Creative thinking needed to fill Associates’ ODI gap

Netherlands

There is no question that the success of the Dutch men in qualifying for the 50-over World Cup – and indeed, for the T20 version last November – owes a great deal to their participation in the late-lamented Super League, which saw them play 24 ODIs against Full members over a three-year period.

No other Associate nation has ever had anything remotely approaching such an experience, and its value was repeatedly demonstrated in Zimbabwe.

It is, therefore, not surprising that ICC chairman Greg Barclay should have acknowledged that the Super League was a key factor in the Dutch performances, even if he seems to be a bit vague about how many Associates were actually involved.

But there will, he insists, be no immediate reversal of the appalling decision to abolish it in favour of ‘contextless’ bilateral series, and in another development this week the MCC’s Cricket Committee called for a reduction in the number of Full member ODIs.

The earliest point, it seems, at which the gap left by the abolition of the Super League might be filled is the 2027-31 cycle, by which time there are bound to be many new players in Associate teams.

Outrageously, qualification for the 2027 World Cup will be based on rankings rather than on qualifying tournaments, but with 14 teams taking part there will certainly be at least two Associates in the mix.

There are two aspects to the issue of what happens in the next four years: how are the leading Associates to have any chance of moving up the rankings and thereby qualifying for the World Cup, and how are they to be truly competitive in the Cup itself if they are denied the sort of opportunity that the Netherlands had through the Super League?

That is not to deny the value of League 2, where from February next year the top eight Associates will be playing each other on a regular basis, but that is not the same as facing South Africa or New Zealand on their own turf, or taking on England or Pakistan at home – which also, of course, provides an outstanding opportunity to showcase the sport in countries where its promotion remains a huge challenge.

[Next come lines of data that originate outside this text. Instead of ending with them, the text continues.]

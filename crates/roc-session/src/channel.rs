//! One long-lived streaming connection, parameterized over the two channel
//! flavors (chat and log) so the lifecycle handling exists exactly once.
//!
//! The state machine is pure (`ChannelMachine` maps transport facts to sink
//! effects); the tokio-tungstenite driver around it owns the socket. The
//! channel itself never reconnects — that policy is the session's, layered
//! on as an explicit backoff decorator.

use futures_util::{SinkExt, StreamExt};
use roc_core::wire::{format_chat_line, ChatFrame};
use roc_core::{ChannelState, Credential};
use std::time::Duration;
use tokio::io::{AsyncRead, AsyncWrite};
use tokio::sync::mpsc;
use tokio_tungstenite::connect_async;
use tokio_tungstenite::tungstenite::Message;
use tokio_tungstenite::WebSocketStream;
use tracing::warn;
use url::Url;

#[derive(Debug, Clone, Copy, PartialEq, Eq)]
pub enum ChannelKind {
    /// JSON frames tagged on `type`; requires an `init` handshake on open.
    Chat,
    /// Raw text lines, appended verbatim; no handshake.
    Log,
}

impl ChannelKind {
    pub fn as_str(self) -> &'static str {
        match self {
            ChannelKind::Chat => "chat",
            ChannelKind::Log => "log",
        }
    }

    fn requires_handshake(self) -> bool {
        matches!(self, ChannelKind::Chat)
    }
}

/// What the sink observes. `State(Open)` clears the sink's prior content;
/// terminal states disable dependent input; `Line` appends and scrolls to
/// the latest entry; `Notice` is a visible marker (error/closure).
#[derive(Debug, Clone, PartialEq)]
pub enum ChannelEvent {
    State(ChannelState),
    Line(String),
    Notice(String),
}

/// Instruction for the driver, produced by the machine.
#[derive(Debug, Clone, PartialEq)]
pub enum Effect {
    Emit(ChannelEvent),
    SendText(String),
}

pub struct ChannelMachine {
    kind: ChannelKind,
    state: ChannelState,
    credential: Credential,
    display_name: String,
}

impl ChannelMachine {
    pub fn new(kind: ChannelKind, credential: Credential, display_name: String) -> Self {
        Self {
            kind,
            state: ChannelState::Connecting,
            credential,
            display_name,
        }
    }

    pub fn state(&self) -> ChannelState {
        self.state
    }

    pub fn on_connected(&mut self) -> Vec<Effect> {
        if self.state.is_terminal() {
            // A close observed before the open wins; never pass through Open.
            return Vec::new();
        }
        self.state = ChannelState::Open;
        let mut effects = vec![Effect::Emit(ChannelEvent::State(ChannelState::Open))];
        if self.kind.requires_handshake() {
            let init = ChatFrame::init(&self.credential, &self.display_name);
            match serde_json::to_string(&init) {
                Ok(frame) => effects.push(Effect::SendText(frame)),
                Err(err) => {
                    warn!(event = "channel_encode_error", channel = self.kind.as_str(), error = %err);
                }
            }
        }
        effects
    }

    /// Decode one inbound frame. Unrecognized or malformed frames are
    /// dropped silently; frames outside `Open` are ignored entirely.
    pub fn on_frame(&self, text: &str) -> Option<ChannelEvent> {
        if self.state != ChannelState::Open {
            return None;
        }
        match self.kind {
            ChannelKind::Log => Some(ChannelEvent::Line(text.to_string())),
            ChannelKind::Chat => match serde_json::from_str::<ChatFrame>(text) {
                Ok(ChatFrame::Message {
                    username,
                    message,
                    timestamp,
                    ..
                }) => Some(ChannelEvent::Line(format_chat_line(
                    &username, &message, timestamp,
                ))),
                Ok(_) => None,
                Err(err) => {
                    warn!(event = "channel_decode_error", channel = self.kind.as_str(), error = %err);
                    None
                }
            },
        }
    }

    pub fn on_error(&mut self, reason: &str) -> Vec<Effect> {
        if self.state.is_terminal() {
            return Vec::new();
        }
        self.state = ChannelState::Failed;
        vec![
            Effect::Emit(ChannelEvent::State(ChannelState::Failed)),
            Effect::Emit(ChannelEvent::Notice(format!(
                "{} channel error: {reason}",
                self.kind.as_str()
            ))),
        ]
    }

    pub fn on_closed(&mut self) -> Vec<Effect> {
        if self.state.is_terminal() {
            return Vec::new();
        }
        self.state = ChannelState::Closed;
        vec![
            Effect::Emit(ChannelEvent::State(ChannelState::Closed)),
            Effect::Emit(ChannelEvent::Notice(format!(
                "{} channel closed",
                self.kind.as_str()
            ))),
        ]
    }

    /// Outbound send, chat only. Valid only while `Open`; a no-op when the
    /// text trims to empty. Returns the encoded frame to put on the wire.
    pub fn send(&self, text: &str) -> Option<String> {
        if self.kind != ChannelKind::Chat || self.state != ChannelState::Open {
            return None;
        }
        let trimmed = text.trim();
        if trimmed.is_empty() {
            return None;
        }
        let frame = ChatFrame::message(&self.credential, &self.display_name, trimmed);
        serde_json::to_string(&frame).ok()
    }
}

pub struct StreamChannel {
    pub kind: ChannelKind,
    pub url: Url,
    pub credential: Credential,
    pub display_name: String,
}

/// How one connection attempt ended, for the reconnect decorator.
#[derive(Debug, Clone, Copy)]
pub struct ChannelRun {
    /// The receiving side was still present at exit; reconnecting is useful.
    pub deliverable: bool,
    /// The connection made it to `Open`.
    pub opened: bool,
}

impl StreamChannel {
    /// Drive one connection to termination.
    pub async fn run(
        &self,
        events: &mpsc::Sender<ChannelEvent>,
        outbound: &mut mpsc::Receiver<String>,
    ) -> ChannelRun {
        let mut machine = ChannelMachine::new(
            self.kind,
            self.credential.clone(),
            self.display_name.clone(),
        );
        if events
            .send(ChannelEvent::State(ChannelState::Connecting))
            .await
            .is_err()
        {
            return ChannelRun {
                deliverable: false,
                opened: false,
            };
        }

        let ws = match connect_async(self.url.as_str()).await {
            Ok((ws, _)) => ws,
            Err(err) => {
                warn!(event = "channel_connect_error", channel = self.kind.as_str(), error = %err);
                let deliverable = emit_all(events, machine.on_error(&err.to_string())).await;
                return ChannelRun {
                    deliverable,
                    opened: false,
                };
            }
        };

        drive(ws, machine, events, outbound).await
    }
}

We know from history that the Full members are extremely resistant to playing against the top Associates: outside the Super League, there were only six ODIs between a Full member and an Associate between the end of the 2019 World Cup and the start of the recent Qualifier, five of them involving the UAE and either Ireland or the West Indies, the other between New Zealand and Scotland.

Nine of the twelve Full members played no such fixture at all, and although it might be claimed that the Covid pandemic was a factor in this, in the previous four-year cycle three (India, Pakistan and South Africa) never faced an Associate in an ODI, while England and Australia did so just once, against Ireland during that country’s preparation for Full membership.

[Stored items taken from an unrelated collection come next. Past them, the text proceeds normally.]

//! Fixed-interval fan-out across the four poll sources. Each cycle issues all
//! requests concurrently and waits for every one to settle; a slow or failing
//! source never delays or cancels the others.

use crate::transport::Transport;
use roc_core::wire::{CategoryStatsBody, ConnectedBody, ServerTimeBody, UsersBody};
use roc_core::{reconcile, RawSnapshot, ViewModel};
use std::sync::Arc;
use std::time::Duration;
use tokio::sync::mpsc;
use tokio::time::MissedTickBehavior;
use tracing::debug;

pub const USERS_PATH: &str = "/admin/users";
pub const CONNECTED_PATH: &str = "/admin/connected_users";
pub const SERVER_TIME_PATH: &str = "/admin/server_time";
pub const CATEGORY_STATS_PATH: &str = "/admin/raza_stats";

/// One poll cycle. A source either yields a fully decoded payload or `None`;
/// there is no partial decode and no exception path.
pub async fn poll_once(transport: &Transport) -> RawSnapshot {
    let (users, connected, server_time, categories) = tokio::join!(
        transport.fetch_json::<UsersBody>(USERS_PATH),
        transport.fetch_json::<ConnectedBody>(CONNECTED_PATH),
        transport.fetch_json::<ServerTimeBody>(SERVER_TIME_PATH),
        transport.fetch_json::<CategoryStatsBody>(CATEGORY_STATS_PATH),
    );
    RawSnapshot {
        users: users.map(|body| body.users),
        connected: connected.map(|body| body.users),
        server_time: server_time.map(|body| body.server_time),
        categories: categories.map(CategoryStatsBody::into_counts),
    }
}

/// Poll loop: one immediate cycle, then one per interval. Cycles are
/// coalesced, never overlapped: the loop awaits each fan-out before the next
/// tick, and `Delay` keeps a slow cycle from bunching up the ones after it.
/// Reconciliation for cycle *k* therefore only ever sees cycle *k*'s data.
/// Exits when the receiving side is gone (session stopped: settle-and-drop).
pub async fn run(transport: Arc<Transport>, interval: Duration, views: mpsc::Sender<ViewModel>) {
    let mut ticker = tokio::time::interval(interval);
    ticker.set_missed_tick_behavior(MissedTickBehavior::Delay);
    loop {
        ticker.tick().await;
        let snapshot = poll_once(&transport).await;
        debug!(
            event = "poll_cycle",
            users = snapshot.users.as_ref().map(Vec::len),
            connected = snapshot.connected.as_ref().map(Vec::len),
            has_time = snapshot.server_time.is_some(),
            categories = snapshot.categories.as_ref().map(Vec::len),
        );
        let view = reconcile(&snapshot);
        if views.send(view).await.is_err() {
            break;
        }
    }
}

Even Ireland and Afghanistan, no strangers to the obstacles facing the Associates, have been scarcely more forthcoming than the Full members of longer standing.

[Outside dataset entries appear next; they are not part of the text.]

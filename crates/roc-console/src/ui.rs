use crate::state::{App, Focus, Prompt};
use crate::theme::{self, Theme};
use chrono::{Local, TimeZone, Utc};
use ratatui::{
    layout::{Constraint, Direction, Layout, Rect},
    style::{Modifier, Style},
    text::{Line, Span, Text},
    widgets::{BarChart, Block, Borders, Cell, Clear, Paragraph, Row, Table, Wrap},
    Frame,
};

pub fn render(f: &mut Frame, app: &mut App) {
    let theme = theme::theme();
    let area = f.size();
    let layout = Layout::default()
        .direction(Direction::Vertical)
        .constraints([
            Constraint::Length(4),
            Constraint::Min(0),
        ])
        .split(area);

    f.render_widget(render_header(app, theme), layout[0]);
    render_body(f, app, theme, layout[1]);

    match &app.prompt {
        Prompt::Broadcast(buffer) => render_prompt(
            f,
            theme,
            "Broadcast",
            &format!("Message: {buffer}_"),
            "Enter send / Esc cancel",
        ),
        Prompt::ConfirmRestart => render_prompt(
            f,
            theme,
            "Restart Server",
            "Restart the game server now?",
            "y confirm / n cancel",
        ),
        Prompt::None => {}
    }

    if app.show_help {
        render_help(f, theme);
    }
}

fn render_header(app: &App, theme: Theme) -> Paragraph<'static> {
    let top = app
        .view
        .top_category
        .as_ref()
        .map(|c| format!("{} ({})", c.category, c.count))
        .unwrap_or_else(|| "—".to_string());
    let server_time = app
        .view
        .server_time
        .and_then(|ms| Utc.timestamp_millis_opt(ms).single())
        .map(|at| at.with_timezone(&Local).format("%Y-%m-%d %H:%M:%S").to_string())
        .unwrap_or_else(|| "—".to_string());
    // Local wall clock is the sink's own display; it never feeds the core.
    let local_time = Local::now().format("%H:%M:%S").to_string();

    let status_line = format!(
        "Users: {}   Online: {}   Top Category: {}   Server Time: {}   Local: {}",
        app.view.total_users, app.view.online_users, top, server_time, local_time
    );
    let channel_line = format!(
        "Chat: {}   Log: {}   Cycles: {}   {}",
        app.chat.state.as_str(),
        app.log.state.as_str(),
        app.cycles,
        app.status_note
            .as_deref()
            .unwrap_or("ready (Tab focus, b broadcast, R restart, ? help, q quit)"),
    );

    Paragraph::new(Text::from(vec![
        Line::from(Span::styled(status_line, Style::default().fg(theme.text))),
        Line::from(Span::styled(
            channel_line,
            Style::default().fg(if app.status_note.is_some() {
                theme.warn
            } else {
                theme.muted
            }),
        )),
    ]))
    .style(Style::default().fg(theme.text).bg(theme.bg))
    .block(
        Block::default()
            .borders(Borders::ALL)
            .border_style(Style::default().fg(theme.border))
            .title(Span::styled("Realm Ops", theme.title_style())),
    )
}

fn render_body(f: &mut Frame, app: &mut App, theme: Theme, area: Rect) {
    let columns = Layout::default()
        .direction(Direction::Horizontal)
        .constraints([Constraint::Percentage(55), Constraint::Percentage(45)])
        .split(area);

    let left = Layout::default()
        .direction(Direction::Vertical)
        .constraints([Constraint::Min(0), Constraint::Length(9)])
        .split(columns[0]);
    render_users(f, app, theme, left[0]);
    render_chart(f, app, theme, left[1]);

    let right = Layout::default()
        .direction(Direction::Vertical)
        .constraints([
            Constraint::Percentage(50),
            Constraint::Length(3),
            Constraint::Min(0),
        ])
        .split(columns[1]);
    render_pane(f, &app.chat, theme, right[0], app.focus == Focus::Chat);
    render_chat_input(f, app, theme, right[1]);
    render_pane(f, &app.log, theme, right[2], app.focus == Focus::Log);
}

fn render_users(f: &mut Frame, app: &mut App, theme: Theme, area: Rect) {
    let header = Row::new(vec!["ID", "Name", "Rating", "Category", "Group", "Status"])
        .style(theme.title_style());
    let rows: Vec<Row> = app
        .view
        .rows
        .iter()
        .enumerate()
        .map(|(i, row)| {
            let status_style = if row.online {
                theme.online_style()
            } else {
                theme.offline_style()
            };
            Row::new(vec![
                Cell::from(row.record.id.clone()),
                Cell::from(row.record.display_name.clone()),
                Cell::from(format!("{:.0}", row.record.rating)),
                Cell::from(row.record.category.clone()),
                Cell::from(row.record.group.clone().unwrap_or_default()),
                Cell::from(Span::styled(
                    if row.online { "Online" } else { "Offline" },
                    status_style,
                )),
            ])
            .style(theme::zebra_row_style(i))
        })
        .collect();

    let title = format!("Users ({})", app.view.total_users);
    let table = Table::new(
        rows,
        [
            Constraint::Length(8),
            Constraint::Min(10),
            Constraint::Length(7),
            Constraint::Length(10),
            Constraint::Length(12),
            Constraint::Length(8),
        ],
    )
    .header(header)
    .highlight_style(Style::default().add_modifier(Modifier::REVERSED))
    .block(
        Block::default()
            .borders(Borders::ALL)
            .border_style(theme.focused_border(app.focus == Focus::Users))
            .title(Span::styled(title, theme.title_style())),
    );
    f.render_stateful_widget(table, area, &mut app.table_state);
}

fn render_chart(f: &mut Frame, app: &App, theme: Theme, area: Rect) {
    let data: Vec<(&str, u64)> = app
        .chart
        .labels
        .iter()
        .map(String::as_str)
        .zip(app.chart.values.iter().copied())
        .collect();
    let chart = BarChart::default()
        .data(&data)
        .bar_width(9)
        .bar_gap(1)
        .bar_style(Style::default().fg(theme.accent))
        .value_style(Style::default().fg(theme.bg).bg(theme.accent))
        .block(
            Block::default()
                .borders(Borders::ALL)
                .border_style(Style::default().fg(theme.border))
                .title(Span::styled("Categories", theme.title_style())),
        );
    f.render_widget(chart, area);
}

fn render_pane(f: &mut Frame, pane: &crate::state::Pane, theme: Theme, area: Rect, focused: bool) {
    let inner_height = area.height.saturating_sub(2) as usize;
    // Window ending at the scroll position, so the latest entry stays in
    // view while following.
    let end = (pane.scroll + 1).min(pane.lines.len());
    let start = end.saturating_sub(inner_height);
    let lines: Vec<Line> = pane.lines[start..end]
        .iter()
        .map(|l| Line::from(Span::styled(l.clone(), Style::default().fg(theme.text))))
        .collect();

    let title = format!("{} [{}]", pane.title, pane.state.as_str());
    let paragraph = Paragraph::new(lines).wrap(Wrap { trim: false }).block(
        Block::default()
            .borders(Borders::ALL)
            .border_style(theme.focused_border(focused))
            .title(Span::styled(title, theme.title_style())),
    );
    f.render_widget(paragraph, area);
}

fn render_chat_input(f: &mut Frame, app: &App, theme: Theme, area: Rect) {
    let enabled = app.chat.input_enabled();
    let (content, style) = if enabled {
        (
            format!("> {}_", app.chat_input),
            Style::default().fg(theme.text),
        )
    } else {
        (
            "send disabled (channel not open)".to_string(),
            Style::default().fg(theme.muted),
        )
    };
    let paragraph = Paragraph::new(Line::from(Span::styled(content, style))).block(
        Block::default()
            .borders(Borders::ALL)
            .border_style(theme.focused_border(enabled && app.focus == Focus::Chat))
            .title(Span::styled("Send", theme.title_style())),
    );
    f.render_widget(paragraph, area);
}

fn render_prompt(f: &mut Frame, theme: Theme, title: &str, body: &str, hint: &str) {
    let area = centered_rect(50, 5, f.size());
    f.render_widget(Clear, area);
    let paragraph = Paragraph::new(Text::from(vec![
        Line::from(Span::styled(body.to_string(), Style::default().fg(theme.text))),
        Line::from(Span::styled(hint.to_string(), Style::default().fg(theme.muted))),
    ]))
    .wrap(Wrap { trim: true })
    .block(
        Block::default()
            .borders(Borders::ALL)
            .border_style(Style::default().fg(theme.warn))
            .title(Span::styled(title.to_string(), theme.title_style())),
    );
    f.render_widget(paragraph, area);
}

fn render_help(f: &mut Frame, theme: Theme) {
    let area = centered_rect(44, 12, f.size());
    f.render_widget(Clear, area);
    let lines = vec![
        ("Tab", "Cycle focus (users / chat / log)"),
        ("j / k", "Scroll focused panel"),
        ("Enter", "Send chat (chat focus, channel open)"),
        ("b", "Broadcast a server message"),
        ("R", "Restart the server (confirm)"),
        ("?", "Toggle this help"),
        ("q", "Quit"),
    ];
    let text: Vec<Line> = lines
        .into_iter()
        .map(|(keys, what)| {
            Line::from(vec![
                Span::styled(format!("{keys:<8}"), Style::default().fg(theme.accent)),
                Span::styled(what.to_string(), Style::default().fg(theme.text)),
            ])
        })
        .collect();
    let paragraph = Paragraph::new(text).block(
        Block::default()
            .borders(Borders::ALL)
            .border_style(Style::default().fg(theme.border))
            .title(Span::styled("Help", theme.title_style())),
    );
    f.render_widget(paragraph, area);
}

fn centered_rect(width: u16, height: u16, area: Rect) -> Rect {
    let x = area.x + area.width.saturating_sub(width) / 2;
    let y = area.y + area.height.saturating_sub(height) / 2;
    Rect {
        x,
        y,
        width: width.min(area.width),
        height: height.min(area.height),
    }
}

Clearly, something needs to be done if the progress made by the Dutch through the Super League is not to stagnate, and other countries are to have comparable opportunities.

It’s not too hard to think of a structured solution.

There are currently twelve Full members, and eight Associates with ODI status.

Suppose there were a requirement that every Full member should play one three-match ODI series against an Associate member in each calendar year: that would mean that over two years every Associate would play three such series, nine ODIs against Test-playing countries, and 18 over the four years of the cycle.

No doubt the Full members would object that the Future Tours Programme is already full, and that it would cost them a great deal of money.

But would it really be an onerous imposition to play three additional matches a year? Really?

As for the money, which we know to be the most important consideration in the minds of many cricket administrators, this difficulty could be resolved if the ICC were to create an ODI Development Fund, top-slicing its revenue so that it could subsidise the participants in each series to the tune of, say, $600k.

Twelve series a year would therefore cost the ICC $7.2 million a year, or about 1.2% of its estimated $600 million annual income, not counting the additional income it will attract through commercial and sponsorship deals from global tournaments.

It’s not as if this would be charity: it is in the ICC’s interest that Associates should perform as well as possible on the global stage, and if it is serious about its professed mission to grow the game – something which we have strong grounds for questioning – then this would be an excellent way of achieving both.

Whether the ICC Executive Board has the vision or the commitment to the game as a whole to embrace such a scheme is, of course, another matter.